• **Your instructions**:
Starting with the line containing "state.allowance = approve.amount;" and going on through the line containing "pub struct MemoryKeyStore", return the lines of the data below exactly, and only those.

• **Listed records**:
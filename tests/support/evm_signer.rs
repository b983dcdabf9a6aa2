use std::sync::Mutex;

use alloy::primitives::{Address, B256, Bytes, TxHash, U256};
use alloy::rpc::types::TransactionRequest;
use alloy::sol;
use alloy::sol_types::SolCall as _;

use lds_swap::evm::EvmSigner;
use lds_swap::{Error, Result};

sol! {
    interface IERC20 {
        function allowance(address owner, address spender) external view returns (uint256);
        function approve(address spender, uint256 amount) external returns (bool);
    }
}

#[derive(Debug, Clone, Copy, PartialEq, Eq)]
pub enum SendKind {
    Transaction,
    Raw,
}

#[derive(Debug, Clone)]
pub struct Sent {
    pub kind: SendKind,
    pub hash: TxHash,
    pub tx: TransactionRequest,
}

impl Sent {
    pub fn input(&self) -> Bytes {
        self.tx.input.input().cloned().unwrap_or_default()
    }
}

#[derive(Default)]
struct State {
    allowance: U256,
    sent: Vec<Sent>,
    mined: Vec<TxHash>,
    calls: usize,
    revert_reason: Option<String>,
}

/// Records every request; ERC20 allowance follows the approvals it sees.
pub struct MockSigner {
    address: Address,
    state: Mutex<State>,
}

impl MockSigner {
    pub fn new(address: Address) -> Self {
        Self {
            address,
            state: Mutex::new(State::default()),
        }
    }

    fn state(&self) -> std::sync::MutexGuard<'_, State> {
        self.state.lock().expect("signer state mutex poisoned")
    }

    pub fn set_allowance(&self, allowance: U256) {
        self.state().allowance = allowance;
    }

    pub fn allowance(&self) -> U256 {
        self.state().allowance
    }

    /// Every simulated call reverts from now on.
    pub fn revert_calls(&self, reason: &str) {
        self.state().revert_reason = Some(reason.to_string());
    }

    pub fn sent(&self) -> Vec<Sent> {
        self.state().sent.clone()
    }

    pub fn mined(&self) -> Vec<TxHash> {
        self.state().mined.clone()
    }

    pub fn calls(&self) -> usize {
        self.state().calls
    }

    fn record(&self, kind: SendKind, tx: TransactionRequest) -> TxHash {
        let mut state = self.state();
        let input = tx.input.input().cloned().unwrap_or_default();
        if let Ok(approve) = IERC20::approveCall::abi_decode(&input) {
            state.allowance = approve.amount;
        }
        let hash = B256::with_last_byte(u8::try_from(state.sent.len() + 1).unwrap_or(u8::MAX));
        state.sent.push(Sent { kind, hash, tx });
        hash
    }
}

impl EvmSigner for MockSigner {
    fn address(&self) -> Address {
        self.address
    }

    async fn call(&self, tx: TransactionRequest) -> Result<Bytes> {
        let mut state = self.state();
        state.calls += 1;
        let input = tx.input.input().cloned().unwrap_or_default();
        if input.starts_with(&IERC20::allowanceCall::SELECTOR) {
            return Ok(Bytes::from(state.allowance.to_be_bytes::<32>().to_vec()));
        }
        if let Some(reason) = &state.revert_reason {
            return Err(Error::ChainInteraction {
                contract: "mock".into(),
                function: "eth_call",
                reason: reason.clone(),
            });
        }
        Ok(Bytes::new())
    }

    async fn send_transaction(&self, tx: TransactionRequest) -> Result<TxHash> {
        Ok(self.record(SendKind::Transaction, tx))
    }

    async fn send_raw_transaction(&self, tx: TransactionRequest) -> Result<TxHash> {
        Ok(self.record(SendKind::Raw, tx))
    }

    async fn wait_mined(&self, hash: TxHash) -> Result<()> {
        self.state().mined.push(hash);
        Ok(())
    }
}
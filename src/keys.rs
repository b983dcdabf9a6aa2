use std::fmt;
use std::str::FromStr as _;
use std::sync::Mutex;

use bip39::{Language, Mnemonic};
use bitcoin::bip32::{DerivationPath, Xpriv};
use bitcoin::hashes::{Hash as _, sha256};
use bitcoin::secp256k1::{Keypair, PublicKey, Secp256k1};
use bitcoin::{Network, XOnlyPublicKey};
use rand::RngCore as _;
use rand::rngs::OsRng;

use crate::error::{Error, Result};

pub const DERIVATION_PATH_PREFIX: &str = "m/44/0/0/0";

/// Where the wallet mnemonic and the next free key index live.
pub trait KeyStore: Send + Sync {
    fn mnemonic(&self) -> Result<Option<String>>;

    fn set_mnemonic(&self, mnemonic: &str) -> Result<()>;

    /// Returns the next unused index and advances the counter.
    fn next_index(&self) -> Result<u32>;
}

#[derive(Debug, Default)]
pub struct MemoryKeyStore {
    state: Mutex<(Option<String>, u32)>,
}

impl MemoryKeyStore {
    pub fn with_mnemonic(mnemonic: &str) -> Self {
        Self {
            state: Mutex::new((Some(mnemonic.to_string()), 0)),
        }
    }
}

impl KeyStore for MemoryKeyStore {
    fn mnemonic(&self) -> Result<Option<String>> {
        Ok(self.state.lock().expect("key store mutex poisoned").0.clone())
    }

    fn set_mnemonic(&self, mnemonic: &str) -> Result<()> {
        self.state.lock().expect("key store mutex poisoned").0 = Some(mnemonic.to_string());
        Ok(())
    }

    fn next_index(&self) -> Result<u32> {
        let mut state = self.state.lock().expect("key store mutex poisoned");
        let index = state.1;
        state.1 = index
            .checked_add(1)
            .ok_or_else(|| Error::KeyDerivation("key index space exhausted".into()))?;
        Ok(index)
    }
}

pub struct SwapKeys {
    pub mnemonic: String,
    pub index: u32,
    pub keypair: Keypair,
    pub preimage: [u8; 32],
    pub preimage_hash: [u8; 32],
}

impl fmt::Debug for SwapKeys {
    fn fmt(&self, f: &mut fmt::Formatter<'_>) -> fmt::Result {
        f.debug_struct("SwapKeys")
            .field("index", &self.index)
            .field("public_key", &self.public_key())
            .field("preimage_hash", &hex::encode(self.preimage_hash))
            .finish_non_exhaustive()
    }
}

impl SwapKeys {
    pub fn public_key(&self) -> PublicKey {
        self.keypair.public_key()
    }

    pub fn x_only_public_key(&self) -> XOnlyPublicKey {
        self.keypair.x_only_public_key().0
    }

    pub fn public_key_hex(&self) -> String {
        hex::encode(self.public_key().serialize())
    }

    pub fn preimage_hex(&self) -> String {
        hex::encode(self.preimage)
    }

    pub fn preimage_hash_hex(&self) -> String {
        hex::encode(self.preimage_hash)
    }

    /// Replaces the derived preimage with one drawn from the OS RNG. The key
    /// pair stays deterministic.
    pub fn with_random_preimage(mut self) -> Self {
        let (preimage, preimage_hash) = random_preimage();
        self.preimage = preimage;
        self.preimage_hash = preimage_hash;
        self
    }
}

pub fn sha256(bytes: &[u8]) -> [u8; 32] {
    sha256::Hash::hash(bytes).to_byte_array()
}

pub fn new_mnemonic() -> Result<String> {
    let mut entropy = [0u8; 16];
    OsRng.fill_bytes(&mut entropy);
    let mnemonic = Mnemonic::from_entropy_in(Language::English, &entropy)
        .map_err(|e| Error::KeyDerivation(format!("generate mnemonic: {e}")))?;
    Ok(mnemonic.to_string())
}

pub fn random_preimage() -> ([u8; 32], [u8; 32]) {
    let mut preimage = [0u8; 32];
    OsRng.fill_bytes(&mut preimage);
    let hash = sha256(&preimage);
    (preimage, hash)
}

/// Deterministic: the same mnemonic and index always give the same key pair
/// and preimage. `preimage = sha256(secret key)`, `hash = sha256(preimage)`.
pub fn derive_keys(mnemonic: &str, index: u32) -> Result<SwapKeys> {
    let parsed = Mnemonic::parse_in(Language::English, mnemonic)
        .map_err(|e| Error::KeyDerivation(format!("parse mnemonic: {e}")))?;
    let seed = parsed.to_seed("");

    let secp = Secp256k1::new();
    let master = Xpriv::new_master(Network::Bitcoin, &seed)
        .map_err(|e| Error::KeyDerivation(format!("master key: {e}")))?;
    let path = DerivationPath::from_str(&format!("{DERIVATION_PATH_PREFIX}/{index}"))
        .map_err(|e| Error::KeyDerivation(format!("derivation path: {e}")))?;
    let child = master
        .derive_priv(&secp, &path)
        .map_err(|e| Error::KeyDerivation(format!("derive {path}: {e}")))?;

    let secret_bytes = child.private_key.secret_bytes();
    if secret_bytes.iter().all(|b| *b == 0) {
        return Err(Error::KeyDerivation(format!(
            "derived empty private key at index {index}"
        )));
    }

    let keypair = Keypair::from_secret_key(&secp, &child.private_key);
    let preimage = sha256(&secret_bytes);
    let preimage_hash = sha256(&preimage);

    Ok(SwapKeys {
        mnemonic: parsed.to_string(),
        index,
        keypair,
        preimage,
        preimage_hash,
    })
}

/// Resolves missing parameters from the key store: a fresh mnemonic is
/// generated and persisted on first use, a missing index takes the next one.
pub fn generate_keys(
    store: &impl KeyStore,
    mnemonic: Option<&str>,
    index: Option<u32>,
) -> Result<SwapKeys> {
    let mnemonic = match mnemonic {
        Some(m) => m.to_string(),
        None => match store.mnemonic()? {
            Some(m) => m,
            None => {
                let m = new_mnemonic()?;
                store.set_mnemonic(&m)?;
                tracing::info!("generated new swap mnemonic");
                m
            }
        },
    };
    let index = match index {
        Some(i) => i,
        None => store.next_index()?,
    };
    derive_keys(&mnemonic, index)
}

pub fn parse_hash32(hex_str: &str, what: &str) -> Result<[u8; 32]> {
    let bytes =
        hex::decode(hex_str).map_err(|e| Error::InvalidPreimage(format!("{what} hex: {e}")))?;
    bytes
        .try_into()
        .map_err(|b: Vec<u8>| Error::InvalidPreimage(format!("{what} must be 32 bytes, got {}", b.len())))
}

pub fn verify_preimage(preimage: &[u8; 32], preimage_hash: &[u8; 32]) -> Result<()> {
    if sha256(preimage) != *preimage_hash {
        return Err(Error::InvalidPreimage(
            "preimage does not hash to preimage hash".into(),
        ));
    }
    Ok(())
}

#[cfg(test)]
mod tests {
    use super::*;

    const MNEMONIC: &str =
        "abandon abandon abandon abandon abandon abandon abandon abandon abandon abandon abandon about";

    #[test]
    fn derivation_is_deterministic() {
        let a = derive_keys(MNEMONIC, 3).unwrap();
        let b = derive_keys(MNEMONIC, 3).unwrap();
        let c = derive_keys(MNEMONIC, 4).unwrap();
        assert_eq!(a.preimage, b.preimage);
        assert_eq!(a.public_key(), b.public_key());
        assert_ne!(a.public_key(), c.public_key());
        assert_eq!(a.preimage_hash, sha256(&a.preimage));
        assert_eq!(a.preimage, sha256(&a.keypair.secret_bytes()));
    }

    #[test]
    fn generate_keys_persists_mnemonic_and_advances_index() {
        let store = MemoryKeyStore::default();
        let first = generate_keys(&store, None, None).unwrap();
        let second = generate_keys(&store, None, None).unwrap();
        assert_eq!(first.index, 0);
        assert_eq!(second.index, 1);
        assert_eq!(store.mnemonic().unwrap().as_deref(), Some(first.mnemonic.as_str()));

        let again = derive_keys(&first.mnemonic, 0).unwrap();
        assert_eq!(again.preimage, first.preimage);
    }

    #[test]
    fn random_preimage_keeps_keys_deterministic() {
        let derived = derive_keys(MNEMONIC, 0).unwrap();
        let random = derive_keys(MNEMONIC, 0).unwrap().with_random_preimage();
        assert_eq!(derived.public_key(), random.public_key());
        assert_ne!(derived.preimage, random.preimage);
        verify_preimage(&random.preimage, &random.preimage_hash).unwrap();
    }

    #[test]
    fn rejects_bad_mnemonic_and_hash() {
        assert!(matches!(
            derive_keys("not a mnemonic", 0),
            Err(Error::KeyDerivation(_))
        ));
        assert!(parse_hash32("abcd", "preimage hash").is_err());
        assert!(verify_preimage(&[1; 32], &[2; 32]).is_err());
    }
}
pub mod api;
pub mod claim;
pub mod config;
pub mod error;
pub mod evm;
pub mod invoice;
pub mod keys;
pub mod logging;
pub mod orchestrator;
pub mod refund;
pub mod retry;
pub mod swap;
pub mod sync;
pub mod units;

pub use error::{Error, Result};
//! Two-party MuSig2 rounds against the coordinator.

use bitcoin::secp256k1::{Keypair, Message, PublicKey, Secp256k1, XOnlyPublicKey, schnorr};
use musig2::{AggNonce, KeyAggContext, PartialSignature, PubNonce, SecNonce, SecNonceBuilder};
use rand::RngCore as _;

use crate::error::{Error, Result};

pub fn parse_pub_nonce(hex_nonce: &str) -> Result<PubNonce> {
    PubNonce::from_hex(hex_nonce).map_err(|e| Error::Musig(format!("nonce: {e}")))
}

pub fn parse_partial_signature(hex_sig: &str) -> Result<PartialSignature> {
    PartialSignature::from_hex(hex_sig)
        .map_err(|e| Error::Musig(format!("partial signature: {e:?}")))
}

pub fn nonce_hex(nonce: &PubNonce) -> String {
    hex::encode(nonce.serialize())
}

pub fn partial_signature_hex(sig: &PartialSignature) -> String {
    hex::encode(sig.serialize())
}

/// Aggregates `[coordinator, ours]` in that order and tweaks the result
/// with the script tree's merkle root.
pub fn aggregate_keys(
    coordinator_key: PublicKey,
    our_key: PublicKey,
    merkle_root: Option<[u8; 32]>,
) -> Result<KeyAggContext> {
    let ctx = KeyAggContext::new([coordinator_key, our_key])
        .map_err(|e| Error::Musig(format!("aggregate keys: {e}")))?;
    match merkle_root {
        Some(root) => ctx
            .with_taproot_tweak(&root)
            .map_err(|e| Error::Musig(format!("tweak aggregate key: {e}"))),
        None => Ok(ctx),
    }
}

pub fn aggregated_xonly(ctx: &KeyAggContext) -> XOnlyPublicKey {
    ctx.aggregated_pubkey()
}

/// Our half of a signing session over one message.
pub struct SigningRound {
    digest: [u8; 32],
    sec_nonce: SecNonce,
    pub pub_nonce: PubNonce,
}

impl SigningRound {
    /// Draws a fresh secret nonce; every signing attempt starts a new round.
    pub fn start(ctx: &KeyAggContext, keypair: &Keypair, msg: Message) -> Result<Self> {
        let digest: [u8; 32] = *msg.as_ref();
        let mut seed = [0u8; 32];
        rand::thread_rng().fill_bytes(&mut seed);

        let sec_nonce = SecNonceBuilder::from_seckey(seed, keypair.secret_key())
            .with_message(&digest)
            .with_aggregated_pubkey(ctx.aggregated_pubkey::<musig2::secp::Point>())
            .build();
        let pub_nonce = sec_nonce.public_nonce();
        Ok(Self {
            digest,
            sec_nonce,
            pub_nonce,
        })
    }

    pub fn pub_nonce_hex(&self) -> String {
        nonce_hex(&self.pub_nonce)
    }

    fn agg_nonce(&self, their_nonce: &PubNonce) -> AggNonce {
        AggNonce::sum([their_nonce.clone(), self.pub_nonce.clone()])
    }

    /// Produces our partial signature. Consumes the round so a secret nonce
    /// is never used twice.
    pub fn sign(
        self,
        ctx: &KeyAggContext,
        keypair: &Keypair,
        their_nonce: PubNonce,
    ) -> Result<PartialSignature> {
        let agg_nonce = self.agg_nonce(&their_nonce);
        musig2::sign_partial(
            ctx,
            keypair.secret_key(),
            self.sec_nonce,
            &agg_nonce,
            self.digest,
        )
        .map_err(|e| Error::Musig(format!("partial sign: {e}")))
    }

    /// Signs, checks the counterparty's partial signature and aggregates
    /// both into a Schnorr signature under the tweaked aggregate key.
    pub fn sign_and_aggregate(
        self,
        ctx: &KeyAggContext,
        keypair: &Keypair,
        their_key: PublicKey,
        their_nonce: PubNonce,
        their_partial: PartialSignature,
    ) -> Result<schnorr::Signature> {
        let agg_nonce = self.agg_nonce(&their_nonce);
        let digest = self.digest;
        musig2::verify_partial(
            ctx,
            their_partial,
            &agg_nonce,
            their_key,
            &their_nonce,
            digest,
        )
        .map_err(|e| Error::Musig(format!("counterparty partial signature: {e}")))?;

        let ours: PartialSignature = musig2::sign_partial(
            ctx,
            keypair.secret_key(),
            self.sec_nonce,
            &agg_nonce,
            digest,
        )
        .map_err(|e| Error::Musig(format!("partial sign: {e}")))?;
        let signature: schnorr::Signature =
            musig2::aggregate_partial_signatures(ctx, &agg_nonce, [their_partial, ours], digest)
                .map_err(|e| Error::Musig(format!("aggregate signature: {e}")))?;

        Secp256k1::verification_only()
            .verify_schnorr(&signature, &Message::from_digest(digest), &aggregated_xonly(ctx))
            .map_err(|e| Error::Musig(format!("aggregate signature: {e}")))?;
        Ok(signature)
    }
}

==

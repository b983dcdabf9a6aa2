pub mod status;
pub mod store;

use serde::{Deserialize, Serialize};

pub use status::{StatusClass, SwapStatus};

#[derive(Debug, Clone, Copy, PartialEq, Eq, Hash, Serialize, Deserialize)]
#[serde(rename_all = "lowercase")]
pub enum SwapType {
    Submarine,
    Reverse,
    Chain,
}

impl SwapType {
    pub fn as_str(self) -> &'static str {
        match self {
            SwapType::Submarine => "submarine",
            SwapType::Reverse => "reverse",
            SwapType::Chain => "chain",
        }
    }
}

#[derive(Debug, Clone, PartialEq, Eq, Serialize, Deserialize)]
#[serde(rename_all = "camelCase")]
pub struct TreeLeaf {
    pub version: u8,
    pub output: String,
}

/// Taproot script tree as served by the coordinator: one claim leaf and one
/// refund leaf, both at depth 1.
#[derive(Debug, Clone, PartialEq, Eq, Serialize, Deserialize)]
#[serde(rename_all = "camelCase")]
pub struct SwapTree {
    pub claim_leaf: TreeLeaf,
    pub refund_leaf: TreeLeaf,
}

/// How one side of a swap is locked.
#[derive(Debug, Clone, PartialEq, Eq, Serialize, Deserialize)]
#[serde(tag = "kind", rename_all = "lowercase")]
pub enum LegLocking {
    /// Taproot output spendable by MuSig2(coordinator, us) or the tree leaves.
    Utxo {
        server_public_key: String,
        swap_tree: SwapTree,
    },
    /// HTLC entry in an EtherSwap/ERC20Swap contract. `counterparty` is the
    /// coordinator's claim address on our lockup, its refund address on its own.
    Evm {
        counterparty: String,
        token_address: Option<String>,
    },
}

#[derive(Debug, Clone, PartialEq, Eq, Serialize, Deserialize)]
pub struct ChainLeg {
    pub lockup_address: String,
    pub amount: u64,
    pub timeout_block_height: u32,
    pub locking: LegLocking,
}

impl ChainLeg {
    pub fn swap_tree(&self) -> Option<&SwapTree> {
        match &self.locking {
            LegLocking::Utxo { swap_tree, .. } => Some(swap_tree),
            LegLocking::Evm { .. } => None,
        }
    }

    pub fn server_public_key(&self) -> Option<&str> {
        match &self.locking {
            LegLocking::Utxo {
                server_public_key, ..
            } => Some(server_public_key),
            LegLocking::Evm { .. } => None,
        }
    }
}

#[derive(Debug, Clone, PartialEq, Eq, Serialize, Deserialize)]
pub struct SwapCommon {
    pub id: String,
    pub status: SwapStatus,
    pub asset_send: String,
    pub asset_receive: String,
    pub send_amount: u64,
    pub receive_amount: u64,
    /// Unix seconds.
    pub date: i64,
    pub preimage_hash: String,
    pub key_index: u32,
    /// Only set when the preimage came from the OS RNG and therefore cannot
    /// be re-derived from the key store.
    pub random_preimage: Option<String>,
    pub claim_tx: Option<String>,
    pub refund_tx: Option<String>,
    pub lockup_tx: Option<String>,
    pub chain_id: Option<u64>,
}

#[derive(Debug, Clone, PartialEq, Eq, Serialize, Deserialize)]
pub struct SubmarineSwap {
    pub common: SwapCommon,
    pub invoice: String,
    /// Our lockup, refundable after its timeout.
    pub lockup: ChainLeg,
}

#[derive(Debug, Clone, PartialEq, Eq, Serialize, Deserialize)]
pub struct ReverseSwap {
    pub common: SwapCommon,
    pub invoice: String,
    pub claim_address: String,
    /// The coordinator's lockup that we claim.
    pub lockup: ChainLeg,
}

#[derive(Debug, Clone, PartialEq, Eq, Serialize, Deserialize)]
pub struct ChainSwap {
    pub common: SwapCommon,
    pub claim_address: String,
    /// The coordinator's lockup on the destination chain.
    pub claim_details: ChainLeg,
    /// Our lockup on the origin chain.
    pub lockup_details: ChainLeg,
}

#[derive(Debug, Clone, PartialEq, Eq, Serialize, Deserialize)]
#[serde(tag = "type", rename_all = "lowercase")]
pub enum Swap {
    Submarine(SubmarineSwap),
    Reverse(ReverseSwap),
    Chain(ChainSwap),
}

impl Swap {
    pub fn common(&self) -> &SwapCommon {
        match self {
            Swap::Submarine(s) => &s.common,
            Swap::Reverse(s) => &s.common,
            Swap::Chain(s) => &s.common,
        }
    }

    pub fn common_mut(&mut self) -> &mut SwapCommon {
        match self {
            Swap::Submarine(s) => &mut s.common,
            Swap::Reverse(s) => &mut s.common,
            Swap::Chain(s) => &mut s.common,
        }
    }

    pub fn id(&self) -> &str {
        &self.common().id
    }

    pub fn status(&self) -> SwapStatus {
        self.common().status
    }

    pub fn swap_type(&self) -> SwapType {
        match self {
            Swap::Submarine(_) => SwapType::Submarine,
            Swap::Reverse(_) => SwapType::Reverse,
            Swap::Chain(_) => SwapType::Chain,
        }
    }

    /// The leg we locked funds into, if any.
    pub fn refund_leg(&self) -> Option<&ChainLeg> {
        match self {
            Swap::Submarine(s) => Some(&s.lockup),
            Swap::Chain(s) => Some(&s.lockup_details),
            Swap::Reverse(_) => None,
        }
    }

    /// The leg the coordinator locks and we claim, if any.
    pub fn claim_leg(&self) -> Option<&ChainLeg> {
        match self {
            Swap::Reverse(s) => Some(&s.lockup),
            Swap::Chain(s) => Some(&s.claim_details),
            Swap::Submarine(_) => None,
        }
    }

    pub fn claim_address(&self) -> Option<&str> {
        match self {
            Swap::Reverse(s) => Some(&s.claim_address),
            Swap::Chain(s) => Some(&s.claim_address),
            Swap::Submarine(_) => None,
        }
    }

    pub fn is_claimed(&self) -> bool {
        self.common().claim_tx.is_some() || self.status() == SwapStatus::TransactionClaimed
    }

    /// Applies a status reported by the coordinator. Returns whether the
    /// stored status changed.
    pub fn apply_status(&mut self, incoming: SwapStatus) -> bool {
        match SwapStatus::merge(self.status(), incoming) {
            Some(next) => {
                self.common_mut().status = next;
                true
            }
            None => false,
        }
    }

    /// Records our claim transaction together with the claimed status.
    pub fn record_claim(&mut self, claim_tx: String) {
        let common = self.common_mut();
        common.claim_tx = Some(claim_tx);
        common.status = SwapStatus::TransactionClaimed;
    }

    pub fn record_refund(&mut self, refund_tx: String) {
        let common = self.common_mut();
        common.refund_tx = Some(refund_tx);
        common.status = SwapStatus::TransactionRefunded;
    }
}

• **Exercise answer**:
            state.allowance = approve.amount;
        }
        let hash = B256::with_last_byte(u8::try_from(state.sent.len() + 1).unwrap_or(u8::MAX));
        state.sent.push(Sent { kind, hash, tx });
        hash
    }
}

impl EvmSigner for MockSigner {
    fn address(&self) -> Address {
        self.address
    }

    async fn call(&self, tx: TransactionRequest) -> Result<Bytes> {
        let mut state = self.state();
        state.calls += 1;
        let input = tx.input.input().cloned().unwrap_or_default();
        if input.starts_with(&IERC20::allowanceCall::SELECTOR) {
            return Ok(Bytes::from(state.allowance.to_be_bytes::<32>().to_vec()));
        }
        if let Some(reason) = &state.revert_reason {
            return Err(Error::ChainInteraction {
                contract: "mock".into(),
                function: "eth_call",
                reason: reason.clone(),
            });
        }
        Ok(Bytes::new())
    }

    async fn send_transaction(&self, tx: TransactionRequest) -> Result<TxHash> {
        Ok(self.record(SendKind::Transaction, tx))
    }

    async fn send_raw_transaction(&self, tx: TransactionRequest) -> Result<TxHash> {
        Ok(self.record(SendKind::Raw, tx))
    }

    async fn wait_mined(&self, hash: TxHash) -> Result<()> {
        self.state().mined.push(hash);
        Ok(())
    }
}
filename src/keys.rs
repository b983dcdabf9a6aa2
use std::fmt;
use std::str::FromStr as _;
use std::sync::Mutex;

use bip39::{Language, Mnemonic};
use bitcoin::bip32::{DerivationPath, Xpriv};
use bitcoin::hashes::{Hash as _, sha256};
use bitcoin::secp256k1::{Keypair, PublicKey, Secp256k1};
use bitcoin::{Network, XOnlyPublicKey};
use rand::RngCore as _;
use rand::rngs::OsRng;

use crate::error::{Error, Result};

pub const DERIVATION_PATH_PREFIX: &str = "m/44/0/0/0";

/// Where the wallet mnemonic and the next free key index live.
pub trait KeyStore: Send + Sync {
    fn mnemonic(&self) -> Result<Option<String>>;

    fn set_mnemonic(&self, mnemonic: &str) -> Result<()>;

    /// Returns the next unused index and advances the counter.
    fn next_index(&self) -> Result<u32>;
}

#[derive(Debug, Default)]
pub struct MemoryKeyStore {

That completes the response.